The case presents important questions about how antitrust law intersects with patent infringement settlements. It also may provide insights into the enforcement priorities of the Trump administration’s FTC. The commissioners hearing the case in August will be different from those who voted to file the complaint in January 2017.
In a rare victory, Impax Laboratories Inc. prevailed over the FTC’s challenge to its patent settlement with brand drugmaker Endo Pharmaceuticals, convincing an FTC administrative law judge that the agreement was harmless. The FTC staff appealed Michael Chappell’s May 18 decision to the full commission the day it was issued.
Chappell’s decision offered a rare, full “rule of reason” analysis of how to balance the possible benefits of such agreements against the threat companies might be using them to thwart competition. “This is unusual,” University of Memphis Law School Professor John Newman told Bloomberg Law. “Balancing cases are rare.”
Enforcement against drugmakers’ agreements to delay generic competition to name-brand drugs was a signature priority of the Obama administration’s FTC. The agency won an important victory in the U.S. Supreme Court in FTC v. Actavis in 2013 that set a new standard for reviewing whether such agreements violate the antitrust laws.
But over the ensuing years, the law has developed slowly. There has been only one full-fledged jury trial on an alleged “pay-for-delay” deal among drug companies, which yielded a mixed verdict.
A rule of reason test, mandated by the Supreme Court in Actavis, involves three steps that shift the burden of proof between the parties. Cases typically turn on the earlier steps in the analysis, making it rare for a court to work through all three steps.
Chappell first determined that the FTC staff carried its burden of showing that Endo, suing for patent infringement, made a large payment to defendant Impax. Ordinarily, the accused patent infringer pays to exit a lawsuit, so a “reverse payment” from the patent holder like this one sometimes suggests a secret anticompetitive deal, the Supreme Court held.
But then Chappell accepted the argument that the deal benefited competition because it removed risks Impax faced in launching a generic, which may have meant the generic launched on the market sooner than it would have otherwise.

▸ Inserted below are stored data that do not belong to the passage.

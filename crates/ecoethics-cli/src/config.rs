// SPDX-License-Identifier: PMPL-1.0-or-later
//! Configuration and scenario file handling

use anyhow::{Context, Result};
use ecoethics_engine::Scenario;
use ecoethics_report::ExportMetadata;
use serde::de::DeserializeOwned;
use serde::{Deserialize, Serialize};
use std::path::{Path, PathBuf};
use tracing::debug;

/// Main configuration structure
#[derive(Debug, Clone, Default, PartialEq, Serialize, Deserialize)]
pub struct Config {
    /// Input values used when neither a scenario file nor a flag sets them
    #[serde(default)]
    pub scenario: Scenario,

    /// Metadata written into JSON exports
    #[serde(default)]
    pub export: ExportMetadata,

    /// Logging configuration
    #[serde(default)]
    pub log: LogConfig,
}

/// Logging configuration
#[derive(Debug, Clone, PartialEq, Serialize, Deserialize)]
pub struct LogConfig {
    /// Log level (trace, debug, info, warn, error)
    #[serde(default = "default_log_level")]
    pub level: String,

    #[serde(default)]
    pub format: LogFormat,
}

impl Default for LogConfig {
    fn default() -> Self {
        Self {
            level: default_log_level(),
            format: LogFormat::default(),
        }
    }
}

fn default_log_level() -> String {
    "info".to_string()
}

#[derive(Debug, Clone, Copy, Default, PartialEq, Eq, Serialize, Deserialize)]
#[serde(rename_all = "lowercase")]
pub enum LogFormat {
    #[default]
    Full,
    Compact,
    Pretty,
}

fn is_toml(path: &Path) -> bool {
    path.extension().map(|e| e == "toml").unwrap_or(false)
}

/// Parse a TOML file, or YAML (which also accepts JSON) for any other extension
fn read_structured<T: DeserializeOwned>(path: &Path) -> Result<T> {
    let content = std::fs::read_to_string(path)
        .with_context(|| format!("Failed to read {}", path.display()))?;

    let value = if is_toml(path) {
        toml::from_str(&content).with_context(|| format!("Invalid TOML in {}", path.display()))?
    } else {
        serde_yaml::from_str(&content)
            .with_context(|| format!("Invalid YAML in {}", path.display()))?
    };
    Ok(value)
}

/// Load configuration from a path; a missing file yields the defaults
pub fn load_config(path: &Path) -> Result<Config> {
    if !path.exists() {
        return Ok(Config::default());
    }
    read_structured(path)
}

/// Load a scenario file; keys it omits take `base` values
pub fn load_scenario(path: &Path, base: &Scenario) -> Result<Scenario> {
    let overrides: ScenarioOverrides = read_structured(path)?;
    let mut scenario = base.clone();
    overrides.apply(&mut scenario);
    debug!(?scenario, path = %path.display(), "Loaded scenario");
    Ok(scenario)
}

/// Partial scenario: every key optional
#[derive(Debug, Clone, Default, PartialEq, Deserialize)]
#[serde(deny_unknown_fields)]
pub struct ScenarioOverrides {
    pub params_billions: Option<f64>,
    pub model_type: Option<String>,
    pub training_hours: Option<u64>,
    pub tokens_per_day: Option<u64>,
    pub inference_days: Option<u32>,
    pub location: Option<String>,
    pub hardware: Option<String>,
    pub pue: Option<f64>,
}

impl ScenarioOverrides {
    pub fn apply(&self, scenario: &mut Scenario) {
        if let Some(v) = self.params_billions {
            scenario.params_billions = v;
        }
        if let Some(ref v) = self.model_type {
            scenario.model_type = v.clone();
        }
        if let Some(v) = self.training_hours {
            scenario.training_hours = v;
        }
        if let Some(v) = self.tokens_per_day {
            scenario.tokens_per_day = v;
        }
        if let Some(v) = self.inference_days {
            scenario.inference_days = v;
        }
        if let Some(ref v) = self.location {
            scenario.location = v.clone();
        }
        if let Some(ref v) = self.hardware {
            scenario.hardware = v.clone();
        }
        if let Some(v) = self.pue {
            scenario.pue = v;
        }
    }
}

/// Get the default config path
pub fn default_config_path() -> PathBuf {
    PathBuf::from(".ecoethics/config.toml")
}

/// Write default configuration to a file
pub fn write_default_config(path: &Path) -> Result<()> {
    let config = Config::default();

    if let Some(parent) = path.parent() {
        std::fs::create_dir_all(parent)?;
    }

    let content = if is_toml(path) {
        toml::to_string_pretty(&config)?
    } else {
        serde_yaml::to_string(&config)?
    };

    std::fs::write(path, content)
        .with_context(|| format!("Failed to write {}", path.display()))?;
    Ok(())
}

#[cfg(test)]
mod tests {
    use super::*;
    use tempfile::TempDir;

    #[test]
    fn test_default_config() {
        let config = Config::default();
        assert_eq!(config.scenario, Scenario::default());
        assert_eq!(config.log.level, "info");
        assert_eq!(config.log.format, LogFormat::Full);
    }

    #[test]
    fn test_missing_file_uses_defaults() {
        let temp = TempDir::new().unwrap();
        let config = load_config(&temp.path().join("absent.toml")).unwrap();
        assert_eq!(config, Config::default());
    }

    #[test]
    fn test_partial_toml_config() {
        let temp = TempDir::new().unwrap();
        let path = temp.path().join("config.toml");
        std::fs::write(
            &path,
            "[scenario]\nlocation = \"eu-north\"\npue = 1.2\n\n[log]\nlevel = \"warn\"\nformat = \"compact\"\n",
        )
        .unwrap();

        let config = load_config(&path).unwrap();
        assert_eq!(config.scenario.location, "eu-north");
        assert_eq!(config.scenario.pue, 1.2);
        assert_eq!(config.scenario.params_billions, 7.0);
        assert_eq!(config.log.level, "warn");
        assert_eq!(config.log.format, LogFormat::Compact);
        assert_eq!(config.export, ExportMetadata::default());
    }

    #[test]
    fn test_yaml_config() {
        let temp = TempDir::new().unwrap();
        let path = temp.path().join("config.yml");
        std::fs::write(&path, "export:\n  author: Jane Doe\n").unwrap();

        let config = load_config(&path).unwrap();
        assert_eq!(config.export.author, "Jane Doe");
        assert_eq!(config.export.version, ExportMetadata::default().version);
    }

    #[test]
    fn test_write_then_load_round_trip() {
        let temp = TempDir::new().unwrap();
        for name in ["nested/config.toml", "config.yaml"] {
            let path = temp.path().join(name);
            write_default_config(&path).unwrap();
            assert_eq!(load_config(&path).unwrap(), Config::default());
        }
    }

    #[test]
    fn test_scenario_file_overrides_base() {
        let temp = TempDir::new().unwrap();
        let path = temp.path().join("gpt3.toml");
        std::fs::write(&path, "params_billions = 175.0\nhardware = \"V100\"\n").unwrap();

        let base = Scenario {
            location: "global".to_string(),
            ..Scenario::default()
        };
        let scenario = load_scenario(&path, &base).unwrap();
        assert_eq!(scenario.params_billions, 175.0);
        assert_eq!(scenario.hardware, "V100");
        assert_eq!(scenario.location, "global");
        assert_eq!(scenario.training_hours, 1000);
    }

    #[test]
    fn test_scenario_rejects_unknown_keys() {
        let temp = TempDir::new().unwrap();
        let path = temp.path().join("typo.toml");
        std::fs::write(&path, "parameters = 70.0\n").unwrap();
        assert!(load_scenario(&path, &Scenario::default()).is_err());
    }
}
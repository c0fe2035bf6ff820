// SPDX-License-Identifier: PMPL-1.0-or-later
//! Per-phase and total figures of one calculation

use crate::ethics::EthicalAssessment;
use chrono::{DateTime, Utc};
use ecoethics_metrics::PhaseImpact;
use serde::{Deserialize, Serialize};

/// Element-wise sum of the training and inference quadruples
pub fn aggregate(training: &PhaseImpact, inference: &PhaseImpact) -> PhaseImpact {
    *training + *inference
}

/// Outcome of [`crate::calculate_all`].
///
/// `total` always equals `training + inference` field by field; build
/// results through [`CalculationResult::new`] to keep it that way.
#[derive(Debug, Clone, PartialEq, Serialize, Deserialize)]
pub struct CalculationResult {
    pub training: PhaseImpact,
    pub inference: PhaseImpact,
    pub total: PhaseImpact,
    pub ethical: EthicalAssessment,
    /// Creation instant; informational only
    pub timestamp: DateTime<Utc>,
}

impl CalculationResult {
    pub fn new(training: PhaseImpact, inference: PhaseImpact, ethical: EthicalAssessment) -> Self {
        Self {
            total: aggregate(&training, &inference),
            training,
            inference,
            ethical,
            timestamp: Utc::now(),
        }
    }

    /// True when both results carry the same figures, ignoring the timestamp
    pub fn same_figures(&self, other: &CalculationResult) -> bool {
        self.training == other.training
            && self.inference == other.inference
            && self.total == other.total
            && self.ethical == other.ethical
    }
}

Chappell saw no other less harmful way Impax could have removed those risks.
Chappell’s ruling against the FTC is unusual because it applies a full burden-shifting and balancing analysis, Newman said. An empirical study by Rutgers Law School Professor Michael Carrier found that such analysis has been used in only 2 percent of cases between 1999 and 2009. In the preceding 20 years, it was used in 4 percent of cases.
Chappell’s conclusion based on that analysis is even rarer. Carrier’s study found only two decisions in a decade, out of 222 total, in which a defendant’s claims of pro-competitive benefits carried the day.
Newman said Chappell weighed a weak showing of harm to the market against what he considered a strong showing of benefits from the patent settlement.
But Carrier told Bloomberg Law the decision doesn’t comport with the analysis the Supreme Court proscribed in Actavis. Actavis “limited the justifications that courts were to consider,” he said. The justices said the argument that a generic drug got to market earlier wasn’t appropriate when they disposed of the older legal test.
A brand-new slate of FTC commissioners will decide on the previous FTC’s 3-0 decision to challenge Impax and Endo’s deal as anticompetitive. Chairman Joseph Simons and three other commissioners are new, and the entire commission may consist of new members by the time it hears Impax’s case. “It’s a weird circumstance,” Christopher Sagers, a law professor at Cleveland State University, told Bloomberg Law.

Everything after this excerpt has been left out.